(Dataset Opens)

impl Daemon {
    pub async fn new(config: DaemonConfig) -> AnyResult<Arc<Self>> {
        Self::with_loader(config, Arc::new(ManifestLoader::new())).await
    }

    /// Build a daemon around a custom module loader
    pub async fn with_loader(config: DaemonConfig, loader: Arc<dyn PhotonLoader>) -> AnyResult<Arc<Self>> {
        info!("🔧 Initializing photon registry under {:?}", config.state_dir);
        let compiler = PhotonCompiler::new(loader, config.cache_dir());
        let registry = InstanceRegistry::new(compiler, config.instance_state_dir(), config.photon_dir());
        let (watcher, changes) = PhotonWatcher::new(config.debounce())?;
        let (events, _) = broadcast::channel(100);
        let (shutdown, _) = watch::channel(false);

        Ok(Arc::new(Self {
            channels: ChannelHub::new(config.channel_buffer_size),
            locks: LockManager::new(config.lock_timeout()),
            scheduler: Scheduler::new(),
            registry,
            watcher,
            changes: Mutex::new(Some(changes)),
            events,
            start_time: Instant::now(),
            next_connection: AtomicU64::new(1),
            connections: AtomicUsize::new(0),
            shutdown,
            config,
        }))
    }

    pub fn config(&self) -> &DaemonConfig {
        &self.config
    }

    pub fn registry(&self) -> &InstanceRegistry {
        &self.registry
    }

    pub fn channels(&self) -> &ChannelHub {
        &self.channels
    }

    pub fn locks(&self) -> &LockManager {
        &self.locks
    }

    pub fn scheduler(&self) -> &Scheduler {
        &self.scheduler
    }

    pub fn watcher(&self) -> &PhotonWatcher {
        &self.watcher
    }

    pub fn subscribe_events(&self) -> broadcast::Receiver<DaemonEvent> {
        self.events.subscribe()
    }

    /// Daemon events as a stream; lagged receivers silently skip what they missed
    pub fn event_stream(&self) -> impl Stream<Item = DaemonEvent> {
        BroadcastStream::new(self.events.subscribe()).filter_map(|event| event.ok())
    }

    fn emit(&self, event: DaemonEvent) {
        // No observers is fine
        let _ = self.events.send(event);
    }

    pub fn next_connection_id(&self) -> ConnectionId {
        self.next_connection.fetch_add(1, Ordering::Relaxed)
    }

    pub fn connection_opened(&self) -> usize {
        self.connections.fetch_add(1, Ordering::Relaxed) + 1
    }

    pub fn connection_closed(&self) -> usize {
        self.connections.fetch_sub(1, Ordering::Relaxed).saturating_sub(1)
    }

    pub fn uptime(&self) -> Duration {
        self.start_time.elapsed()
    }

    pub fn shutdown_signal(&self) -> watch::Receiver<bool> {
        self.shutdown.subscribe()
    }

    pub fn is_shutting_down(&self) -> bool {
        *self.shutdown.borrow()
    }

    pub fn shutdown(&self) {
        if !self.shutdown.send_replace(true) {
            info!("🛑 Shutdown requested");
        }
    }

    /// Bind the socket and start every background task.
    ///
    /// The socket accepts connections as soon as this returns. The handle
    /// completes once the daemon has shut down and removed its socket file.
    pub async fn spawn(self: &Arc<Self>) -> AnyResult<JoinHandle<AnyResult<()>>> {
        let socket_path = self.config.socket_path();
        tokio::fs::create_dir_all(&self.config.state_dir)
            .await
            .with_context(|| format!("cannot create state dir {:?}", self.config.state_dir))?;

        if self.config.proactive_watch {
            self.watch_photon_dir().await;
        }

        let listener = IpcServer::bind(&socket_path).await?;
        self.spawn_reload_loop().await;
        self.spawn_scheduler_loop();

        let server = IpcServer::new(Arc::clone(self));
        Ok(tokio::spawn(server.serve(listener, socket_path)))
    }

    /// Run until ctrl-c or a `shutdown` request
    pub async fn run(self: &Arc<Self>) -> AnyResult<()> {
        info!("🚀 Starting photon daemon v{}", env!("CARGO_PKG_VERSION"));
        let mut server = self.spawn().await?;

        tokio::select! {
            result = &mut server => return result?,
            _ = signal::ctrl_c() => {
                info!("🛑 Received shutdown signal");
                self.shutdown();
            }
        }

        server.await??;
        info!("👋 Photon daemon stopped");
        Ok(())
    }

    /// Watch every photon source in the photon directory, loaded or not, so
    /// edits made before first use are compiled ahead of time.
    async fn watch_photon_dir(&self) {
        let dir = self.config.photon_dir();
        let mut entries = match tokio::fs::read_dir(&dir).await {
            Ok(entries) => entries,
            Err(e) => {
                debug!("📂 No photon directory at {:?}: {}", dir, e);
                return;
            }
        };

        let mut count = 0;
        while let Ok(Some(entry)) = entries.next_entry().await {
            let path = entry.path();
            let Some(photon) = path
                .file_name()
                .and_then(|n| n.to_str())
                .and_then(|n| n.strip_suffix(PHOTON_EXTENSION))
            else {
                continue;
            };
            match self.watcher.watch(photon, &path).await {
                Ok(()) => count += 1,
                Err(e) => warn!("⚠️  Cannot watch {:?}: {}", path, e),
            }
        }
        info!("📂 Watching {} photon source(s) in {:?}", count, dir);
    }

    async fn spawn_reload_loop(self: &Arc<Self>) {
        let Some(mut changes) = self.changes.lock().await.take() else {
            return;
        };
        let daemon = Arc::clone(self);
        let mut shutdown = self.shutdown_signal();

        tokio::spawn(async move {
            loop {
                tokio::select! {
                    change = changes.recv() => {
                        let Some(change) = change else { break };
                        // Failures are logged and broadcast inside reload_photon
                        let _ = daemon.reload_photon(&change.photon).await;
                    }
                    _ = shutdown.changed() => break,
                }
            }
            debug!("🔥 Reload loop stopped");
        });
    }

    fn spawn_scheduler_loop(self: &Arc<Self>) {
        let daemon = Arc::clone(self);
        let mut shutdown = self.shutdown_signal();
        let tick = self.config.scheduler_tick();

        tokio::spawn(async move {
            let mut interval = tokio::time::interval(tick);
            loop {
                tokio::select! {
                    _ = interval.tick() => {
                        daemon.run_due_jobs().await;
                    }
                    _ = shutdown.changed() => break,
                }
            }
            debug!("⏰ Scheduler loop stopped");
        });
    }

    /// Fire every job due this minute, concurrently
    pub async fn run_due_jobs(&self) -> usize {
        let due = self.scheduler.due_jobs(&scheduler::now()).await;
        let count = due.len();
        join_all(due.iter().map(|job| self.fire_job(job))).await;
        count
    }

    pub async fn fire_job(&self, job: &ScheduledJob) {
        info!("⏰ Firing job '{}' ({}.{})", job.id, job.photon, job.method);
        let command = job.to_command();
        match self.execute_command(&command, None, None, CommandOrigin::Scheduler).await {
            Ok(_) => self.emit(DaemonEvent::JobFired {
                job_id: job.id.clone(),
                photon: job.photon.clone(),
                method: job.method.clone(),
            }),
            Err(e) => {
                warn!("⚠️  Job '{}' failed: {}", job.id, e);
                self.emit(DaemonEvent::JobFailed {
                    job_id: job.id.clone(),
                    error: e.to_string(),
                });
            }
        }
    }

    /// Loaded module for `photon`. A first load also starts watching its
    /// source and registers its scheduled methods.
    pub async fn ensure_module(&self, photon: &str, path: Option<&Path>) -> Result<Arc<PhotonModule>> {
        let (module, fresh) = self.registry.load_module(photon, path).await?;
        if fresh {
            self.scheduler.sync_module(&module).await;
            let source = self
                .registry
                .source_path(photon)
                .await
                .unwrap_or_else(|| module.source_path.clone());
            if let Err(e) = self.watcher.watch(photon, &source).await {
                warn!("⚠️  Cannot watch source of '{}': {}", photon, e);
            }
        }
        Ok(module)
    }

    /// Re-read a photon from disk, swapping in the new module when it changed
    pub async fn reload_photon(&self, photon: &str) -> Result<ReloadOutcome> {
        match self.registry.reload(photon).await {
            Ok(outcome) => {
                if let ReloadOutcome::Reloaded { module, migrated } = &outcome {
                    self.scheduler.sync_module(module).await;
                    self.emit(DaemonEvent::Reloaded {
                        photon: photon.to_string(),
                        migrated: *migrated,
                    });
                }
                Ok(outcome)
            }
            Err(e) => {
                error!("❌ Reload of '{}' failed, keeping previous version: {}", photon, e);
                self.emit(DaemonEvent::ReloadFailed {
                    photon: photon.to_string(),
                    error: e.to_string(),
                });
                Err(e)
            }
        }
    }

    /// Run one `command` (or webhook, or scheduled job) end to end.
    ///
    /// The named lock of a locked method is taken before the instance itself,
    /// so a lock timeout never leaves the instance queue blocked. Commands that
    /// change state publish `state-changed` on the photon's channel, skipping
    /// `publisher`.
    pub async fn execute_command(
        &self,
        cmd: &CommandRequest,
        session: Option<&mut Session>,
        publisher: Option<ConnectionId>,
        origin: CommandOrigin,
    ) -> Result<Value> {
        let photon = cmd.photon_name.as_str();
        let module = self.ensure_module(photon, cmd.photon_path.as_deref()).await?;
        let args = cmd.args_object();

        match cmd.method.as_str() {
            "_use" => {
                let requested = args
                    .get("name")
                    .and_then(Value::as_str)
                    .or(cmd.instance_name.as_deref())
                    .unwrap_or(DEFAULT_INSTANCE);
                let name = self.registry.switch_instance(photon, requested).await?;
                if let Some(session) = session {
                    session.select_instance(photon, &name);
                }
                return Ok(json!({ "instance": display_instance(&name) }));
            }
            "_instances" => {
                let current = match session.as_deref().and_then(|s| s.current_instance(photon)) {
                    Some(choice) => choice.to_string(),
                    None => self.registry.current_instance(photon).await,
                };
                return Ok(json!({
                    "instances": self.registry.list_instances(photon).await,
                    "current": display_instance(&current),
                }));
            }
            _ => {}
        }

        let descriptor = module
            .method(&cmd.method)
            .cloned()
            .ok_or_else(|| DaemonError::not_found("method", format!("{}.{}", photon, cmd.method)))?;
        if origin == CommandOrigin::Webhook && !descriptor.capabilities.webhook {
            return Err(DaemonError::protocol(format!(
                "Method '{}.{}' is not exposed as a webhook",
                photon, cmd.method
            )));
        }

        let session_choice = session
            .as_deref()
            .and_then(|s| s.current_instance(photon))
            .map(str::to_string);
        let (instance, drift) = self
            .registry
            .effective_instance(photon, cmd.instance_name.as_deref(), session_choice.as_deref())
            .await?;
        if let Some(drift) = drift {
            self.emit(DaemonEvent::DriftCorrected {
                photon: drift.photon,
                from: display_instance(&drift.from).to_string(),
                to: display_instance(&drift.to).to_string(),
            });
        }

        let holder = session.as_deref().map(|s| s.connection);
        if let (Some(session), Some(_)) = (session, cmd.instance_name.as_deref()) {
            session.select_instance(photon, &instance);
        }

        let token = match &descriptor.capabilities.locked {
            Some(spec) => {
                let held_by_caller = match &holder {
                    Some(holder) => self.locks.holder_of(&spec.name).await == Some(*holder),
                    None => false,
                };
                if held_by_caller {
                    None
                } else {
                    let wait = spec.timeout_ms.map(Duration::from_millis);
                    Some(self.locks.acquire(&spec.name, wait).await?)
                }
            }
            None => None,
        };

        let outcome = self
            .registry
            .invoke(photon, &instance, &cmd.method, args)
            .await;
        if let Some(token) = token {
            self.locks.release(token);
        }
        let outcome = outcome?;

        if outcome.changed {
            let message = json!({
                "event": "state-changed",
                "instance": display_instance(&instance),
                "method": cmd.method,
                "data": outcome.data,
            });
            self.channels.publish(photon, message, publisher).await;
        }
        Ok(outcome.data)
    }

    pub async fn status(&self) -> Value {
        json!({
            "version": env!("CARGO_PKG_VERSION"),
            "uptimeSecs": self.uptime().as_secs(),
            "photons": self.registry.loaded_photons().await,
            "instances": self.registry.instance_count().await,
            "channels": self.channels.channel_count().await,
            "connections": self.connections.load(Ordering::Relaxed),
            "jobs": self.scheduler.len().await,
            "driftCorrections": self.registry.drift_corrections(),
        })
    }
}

(Dataset Closes)

## [Task objective]
Report every line of the data above that contains the string "entries" by copying it in full.

## [Expected answer]
        let mut entries = match tokio::fs::read_dir(&dir).await {
            Ok(entries) => entries,
        while let Ok(Some(entry)) = entries.next_entry().await {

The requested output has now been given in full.